Document Type
Article
Publication
Harvard Civil Rights-Civil Liberties Law Review
Year
2014
Citation Information
Ahmed A. White, Workers Disarmed: The Campaign Against Mass Picketing and the Dilemma of Liberal Labor Rights, 49 Harv. C.R.-C.L. L. Rev. 59 (2014), available at https://scholar.law.colorado.edu/faculty-articles/80.
Abstract
In the late 1930s and early 1940s, mass picketing, characterized by large numbers of workers congregating in common protest at or near their employers' establishments, emerged as a crucial weapon in a historic campaign by American workers to realize basic labor rights and build an enduring labor movement in the face of strident resistance from a powerful business community. So potent a weapon did mass picketing prove that these business interests, aided by allies at all levels of government, moved quickly to ban the tactic. From the real-world complexities of labor conflict, this coalition forged a simplistic, analytically dubious, but difficult to contest picture of mass picketing as inherently violent, oppressive, and unjustifiable, and constructed a legal regime that proscribed the tactic even when it was not accompanied by overt violence. By the late 1940s, mass picketing was effectively banned by legislatures, courts, and police. Thereafter, it ceased to serve as an effective means of labor protest. Although overlooked by labor scholars and legal historians, this successful crusade against mass picketing was a crucial event in American legal and social history. For it not only anchored a broad-ranging attack on labor rights that culminated in the 1947 enactment of the Taft-Hartley Act; it also disarmed the labor movement, leaving unions and workers unable to consolidate the rights they seized in the 1930s and 1940s and impotent against renewed attacks on labor rights that began to unfold in the 1970s and that have left the labor movement shattered.
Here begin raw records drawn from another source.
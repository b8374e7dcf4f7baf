//! HTTP-backed extraction backend.
//!
//! Delegates extraction to a remote model service speaking a small JSON
//! contract: `POST {base}/extract` with `{text, top_n, diversity}`,
//! answered by `{keywords: [{keyword, score}]}`.

use async_trait::async_trait;
use serde::{Deserialize, Serialize};

use crate::error::{ExtractionError, Result};
use crate::extractor::KeywordExtractor;
use crate::types::{BackendInfo, ExtractOptions, ScoredKeyword};

/// Extraction request sent to the remote service.
#[derive(Debug, Serialize)]
struct WireRequest<'a> {
    text: &'a str,
    top_n: usize,
    diversity: f64,
}

/// Extraction response returned by the remote service.
#[derive(Debug, Deserialize)]
struct WireResponse {
    keywords: Vec<ScoredKeyword>,
}

/// Backend that calls a remote extraction service over HTTP.
pub struct RemoteExtractor {
    client: reqwest::Client,
    base_url: String,
    api_key: Option<String>,
    info: BackendInfo,
}

impl RemoteExtractor {
    /// Create a backend for the service at `base_url`.
    ///
    /// The catalog entry defaults to the statistical model; override it
    /// with [`RemoteExtractor::with_info`] when the service runs a
    /// different one.
    pub fn new(base_url: impl Into<String>) -> Self {
        let base_url = base_url.into();
        Self {
            client: reqwest::Client::new(),
            base_url: base_url.trim_end_matches('/').to_string(),
            api_key: None,
            info: BackendInfo::statistical(),
        }
    }

    /// Authenticate requests with a bearer key.
    pub fn with_api_key(mut self, api_key: impl Into<String>) -> Self {
        self.api_key = Some(api_key.into());
        self
    }

    /// Set the catalog entry for the remote model.
    pub fn with_info(mut self, info: BackendInfo) -> Self {
        self.info = info;
        self
    }
}

#[async_trait]
impl KeywordExtractor for RemoteExtractor {
    async fn extract(&self, text: &str, options: &ExtractOptions) -> Result<Vec<ScoredKeyword>> {
        let request = WireRequest {
            text,
            top_n: options.top_n,
            diversity: options.diversity,
        };

        let mut builder = self
            .client
            .post(format!("{}/extract", self.base_url))
            .header("Content-Type", "application/json")
            .json(&request);
        if let Some(key) = &self.api_key {
            builder = builder.header("Authorization", format!("Bearer {}", key));
        }

        let response = builder
            .send()
            .await
            .map_err(|e| ExtractionError::Http(Box::new(e)))?;

        if !response.status().is_success() {
            return Err(ExtractionError::Backend(Box::new(std::io::Error::new(
                std::io::ErrorKind::Other,
                format!("extraction service returned {}", response.status()),
            ))));
        }

        let wire: WireResponse = response
            .json()
            .await
            .map_err(|e| ExtractionError::InvalidResponse {
                reason: e.to_string(),
            })?;

        // The service contract caps results at top_n; enforce it locally too
        let mut keywords = wire.keywords;
        keywords.truncate(options.top_n);
        Ok(keywords)
    }

    fn info(&self) -> BackendInfo {
        self.info.clone()
    }

    fn name(&self) -> &str {
        &self.info.id
    }
}

#[cfg(test)]
mod tests {
    use super::*;

    #[test]
    fn trailing_slash_is_normalized() {
        let remote = RemoteExtractor::new("http://localhost:9000/");
        assert_eq!(remote.base_url, "http://localhost:9000");
    }

    #[test]
    fn default_catalog_entry_is_statistical() {
        let remote = RemoteExtractor::new("http://localhost:9000");
        assert_eq!(remote.name(), "yake");
        assert_eq!(remote.info(), BackendInfo::statistical());
    }
}
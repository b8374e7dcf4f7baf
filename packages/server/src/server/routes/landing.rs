use axum::response::Html;

/// Minimal landing page pointing at the API surface.
pub async fn landing_handler() -> Html<&'static str> {
    Html(
        "<!DOCTYPE html>\n\
         <html>\n\
         <head><title>Keyword Extraction API</title></head>\n\
         <body>\n\
         <h1>Keyword Extraction API</h1>\n\
         <ul>\n\
         <li><code>POST /api/extract</code> - extract keywords from text</li>\n\
         <li><code>POST /api/extract/all</code> - compare all extraction backends</li>\n\
         <li><code>GET /api/models</code> - backend catalog</li>\n\
         <li><code>GET /api/health</code> - health check</li>\n\
         </ul>\n\
         </body>\n\
         </html>\n",
    )
}
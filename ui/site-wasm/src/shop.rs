//! Shop grid: gender filter, sort select and the mobile filter drawer.

use crate::dom::{self, Elements};
use chronea_catalog::shop::{self, GenderFilter, ShopCard, SortKey};
use std::cell::RefCell;
use std::rc::Rc;
use wasm_bindgen::prelude::*;
use web_sys::Element;

/// Cards in their current grid order. Sorting is applied to this order, so
/// ties keep whatever the previous sort left.
pub type Grid = Rc<RefCell<Vec<(ShopCard, Element)>>>;

/// Capture the grid's cards, or `None` when the page has no shop grid.
pub fn capture(els: &Elements) -> Option<Grid> {
    let grid = els.product_grid.as_ref()?;
    let cards = dom::query_all_within(grid, ".product-card")
        .into_iter()
        .map(|el| (read_card(&el), el))
        .collect();
    Some(Rc::new(RefCell::new(cards)))
}

fn read_card(el: &Element) -> ShopCard {
    let attr = |name: &str| el.get_attribute(name).unwrap_or_default();
    ShopCard {
        name: attr("data-name"),
        gender: attr("data-gender"),
        released_ms: js_sys::Date::parse(&attr("data-date")),
        movement: attr("data-movement"),
        material: attr("data-material"),
    }
}

pub fn filter_and_sort(els: &Elements, cards: &Grid) -> Result<(), JsValue> {
    let filter = GenderFilter::from_selected(
        els.gender_checkboxes
            .iter()
            .filter(|cb| cb.checked())
            .map(|cb| cb.value()),
    );

    let mut cards = cards.borrow_mut();
    for (card, el) in cards.iter() {
        let visible = filter.is_visible(&card.gender);
        dom::set_style(el, "display", if visible { "block" } else { "none" });
    }

    let (Some(select), Some(grid)) = (&els.sort_select, &els.product_grid) else {
        return Ok(());
    };
    let key = SortKey::parse(&dom::get_select_value(select));
    shop::arrange(cards.as_mut_slice(), key, |(card, _)| card);

    // re-appending moves each card to the end, leaving them in sorted order
    for (_, el) in cards.iter() {
        grid.append_child(el)?;
    }
    Ok(())
}

pub fn filter_icon(open: bool) -> &'static str {
    if open { "close-outline" } else { "options-outline" }
}

pub fn toggle_filters(els: &Elements) {
    let (Some(btn), Some(sidebar)) = (&els.filter_toggle, &els.filters_sidebar) else {
        return;
    };
    let open = !dom::has_class(sidebar, "active");
    dom::toggle_class(sidebar, "active", open);
    dom::set_icon(btn, filter_icon(open));
}
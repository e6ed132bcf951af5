//! Wishlist controls, badge and the wishlist page.
//!
//! Every display surface registers itself on the store once at startup and
//! redraws from the events it receives; click handlers only toggle.

use crate::details;
use crate::dom::{self, Elements};
use crate::state;
use chronea_catalog::ProductDetail;
use chronea_types::ProductSnapshot;
use chronea_wishlist::{ChangeKind, SnapshotSource, Wishlist, WishlistEvent};
use wasm_bindgen::prelude::*;
use web_sys::{Element, HtmlAnchorElement, HtmlImageElement};

const DETAILS_ADDED_HTML: &str = r#"<ion-icon name="heart" style="vertical-align: middle; margin-right: 5px; color: var(--color-accent);"></ion-icon> Added to Wishlist"#;
const DETAILS_ADD_HTML: &str = r#"<ion-icon name="heart-outline" style="vertical-align: middle; margin-right: 5px;"></ion-icon> Add to Wishlist"#;

// ── Snapshot sources ──

/// A `.product-card` in a grid.
pub struct CardSource<'a> {
    pub card: &'a Element,
}

impl SnapshotSource for CardSource<'_> {
    fn snapshot(&self) -> Option<ProductSnapshot> {
        let name = dom::text_within(self.card, ".product-title")?;
        let image = dom::query_within(self.card, "img")
            .and_then(|e| e.dyn_into::<HtmlImageElement>().ok())
            .map(|img| img.src())
            .unwrap_or_default();
        let link = dom::query_within(self.card, "a")
            .and_then(|e| e.dyn_into::<HtmlAnchorElement>().ok())
            .map(|a| a.href())
            .unwrap_or_default();

        Some(ProductSnapshot {
            name,
            category: dom::text_within(self.card, ".product-cat").unwrap_or_default(),
            price: dom::text_within(self.card, ".product-price").unwrap_or_default(),
            image,
            link,
        })
    }
}

/// The product-details page as a whole. Uses the catalog entry the page was
/// filled from, or the authored markup when there is none.
pub struct DetailsPageSource {
    pub product: Option<&'static ProductDetail>,
    pub link: String,
}

impl SnapshotSource for DetailsPageSource {
    fn snapshot(&self) -> Option<ProductSnapshot> {
        if let Some(product) = self.product {
            return Some(product.snapshot(&self.link));
        }

        let name = dom::query("h1").map(|h| dom::rendered_text(&h))?;
        let price = dom::query(".detail-info h2")
            .or_else(|| dom::query("h2"))
            .map(|h| dom::rendered_text(&h))
            .unwrap_or_default();
        let image = dom::query_typed::<HtmlImageElement>(".detail-img-wrapper img")
            .map(|img| img.src())
            .unwrap_or_default();

        Some(ProductSnapshot {
            name,
            category: dom::query(".product-cat")
                .map(|c| dom::rendered_text(&c))
                .unwrap_or_default(),
            price,
            image,
            link: self.link.clone(),
        })
    }
}

// ── Surfaces ──

/// Register badge, control and page observers on the store.
pub fn register_surfaces(els: &Elements) {
    state::with_mut(|s| {
        s.wishlist.subscribe(|event: &WishlistEvent| update_badges(event.count));
        s.wishlist.subscribe(|event: &WishlistEvent| {
            set_card_buttons(&event.name, event.kind == ChangeKind::Added);
        });
        s.wishlist.subscribe(|event: &WishlistEvent| {
            if details_heading().as_deref() == Some(event.name.as_str()) {
                set_details_button(event.kind == ChangeKind::Added);
            }
        });
        if let Some(container) = els.wishlist_container.clone() {
            let empty_msg = els.empty_wishlist_msg.clone();
            s.wishlist.subscribe(move |_: &WishlistEvent| {
                let list = state::with(|s| s.wishlist.load());
                if let Err(err) = render_page(&container, empty_msg.as_ref(), &list) {
                    gloo_console::error!("wishlist render failed", err);
                }
            });
        }
    });
}

/// Draw every surface from the persisted list once at page load.
pub fn sync(els: &Elements) -> Result<(), JsValue> {
    let list = state::with(|s| s.wishlist.load());
    update_badges(list.len());

    for item in &list {
        set_card_buttons(&item.name, true);
    }
    if let Some(heading) = details_heading() {
        set_details_button(list.contains(&heading));
    }

    if let Some(container) = &els.wishlist_container {
        render_page(container, els.empty_wishlist_msg.as_ref(), &list)?;
    }
    Ok(())
}

pub fn update_badges(count: usize) {
    for badge in dom::query_all(".wishlist-badge") {
        dom::set_text(&badge, &count.to_string());
        dom::toggle_class(&badge, "show", count > 0);
    }
}

fn set_card_buttons(name: &str, active: bool) {
    for btn in dom::query_all(".wishlist-btn-card") {
        if btn.get_attribute("data-name").as_deref() != Some(name) {
            continue;
        }
        dom::set_icon(&btn, if active { "heart" } else { "heart-outline" });
        dom::toggle_class(&btn, "active", active);
    }
}

fn set_details_button(active: bool) {
    if let Some(btn) = dom::query(".wishlist-btn-details") {
        dom::set_inner_html(&btn, details_label(active));
    }
}

pub fn details_label(active: bool) -> &'static str {
    if active {
        DETAILS_ADDED_HTML
    } else {
        DETAILS_ADD_HTML
    }
}

fn details_heading() -> Option<String> {
    dom::query(".wishlist-btn-details")?;
    dom::query("h1").map(|h| dom::rendered_text(&h))
}

/// Rebuild the wishlist page cards, keeping the empty-state message node.
pub fn render_page(
    container: &Element,
    empty_msg: Option<&Element>,
    list: &Wishlist,
) -> Result<(), JsValue> {
    let children = container.children();
    let mut stale = Vec::new();
    for i in 0..children.length() {
        if let Some(child) = children.item(i) {
            if child.id() != "empty-wishlist-msg" {
                stale.push(child);
            }
        }
    }
    for child in stale {
        container.remove_child(&child)?;
    }

    if let Some(msg) = empty_msg {
        dom::set_style(msg, "display", if list.is_empty() { "block" } else { "none" });
    }

    for item in list {
        let card = product_card(item)?;
        container.append_child(&card)?;
    }
    Ok(())
}

fn product_card(item: &ProductSnapshot) -> Result<Element, JsValue> {
    let article = dom::create_with("article", "product-card", None)?;

    let media = dom::create_with("div", "", None)?;
    dom::set_style(&media, "position", "relative");
    let img = dom::create_with("img", "product-img", None)?;
    img.set_attribute("src", &item.image)?;
    img.set_attribute("alt", &item.name)?;
    media.append_child(&img)?;

    let info = dom::create_with("div", "product-info", None)?;
    let cat = dom::create_with("div", "product-cat", Some(&item.category))?;
    let title = dom::create_with("h3", "product-title", Some(&item.name))?;
    let price = dom::create_with("div", "product-price", Some(&item.price))?;
    info.append_child(&cat)?;
    info.append_child(&title)?;
    info.append_child(&price)?;

    let link = dom::create_with("a", "btn btn-outline", Some("View Details"))?;
    link.set_attribute("href", &item.link)?;
    dom::set_style(&link, "width", "100%");
    info.append_child(&link)?;

    let remove = dom::create_with("button", "remove-btn", Some("Remove from Wishlist"))?;
    remove.set_attribute("data-name", &item.name)?;
    info.append_child(&remove)?;

    article.append_child(&media)?;
    article.append_child(&info)?;
    Ok(article)
}

// ── Click handling ──

/// Delegated click handler for every wishlist control on the page.
pub fn on_body_click(event: &web_sys::MouseEvent) {
    let Some(target) = event.target().and_then(|t| t.dyn_into::<Element>().ok()) else {
        return;
    };

    if let Some(btn) = dom::closest(&target, ".wishlist-btn-card") {
        event.prevent_default();
        event.stop_propagation();
        if let Some(card) = dom::closest(&btn, ".product-card") {
            toggle(&CardSource { card: &card });
        }
        return;
    }

    if dom::closest(&target, ".wishlist-btn-details").is_some() {
        event.prevent_default();
        let link = dom::window().location().href().unwrap_or_default();
        let product = details::current_product(&state::config());
        toggle(&DetailsPageSource { product, link });
        return;
    }

    if let Some(btn) = dom::closest(&target, ".remove-btn") {
        if let Some(name) = btn.get_attribute("data-name") {
            if let Err(err) = state::with(|s| s.wishlist.remove(&name)) {
                gloo_console::warn!(format!("wishlist not saved: {}", err));
            }
        }
    }
}

fn toggle<P: SnapshotSource>(source: &P) {
    match state::with(|s| s.wishlist.add_from(source)) {
        Ok(Some(_)) => {}
        Ok(None) => gloo_console::warn!("wishlist control has no product to capture"),
        Err(err) => gloo_console::warn!(format!("wishlist not saved: {}", err)),
    }
}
This article tells the story of mass picketing as it shaped the content of labor rights and the fortunes of organized labor from the 1930s through the present day. In so doing, the article discerns in the history of mass picketing a fundamental dilemma inherent in liberal labor rights: that liberal labor law can neither reconcile itself to the kind of working class militancy manifested in mass picketing nor survive without it.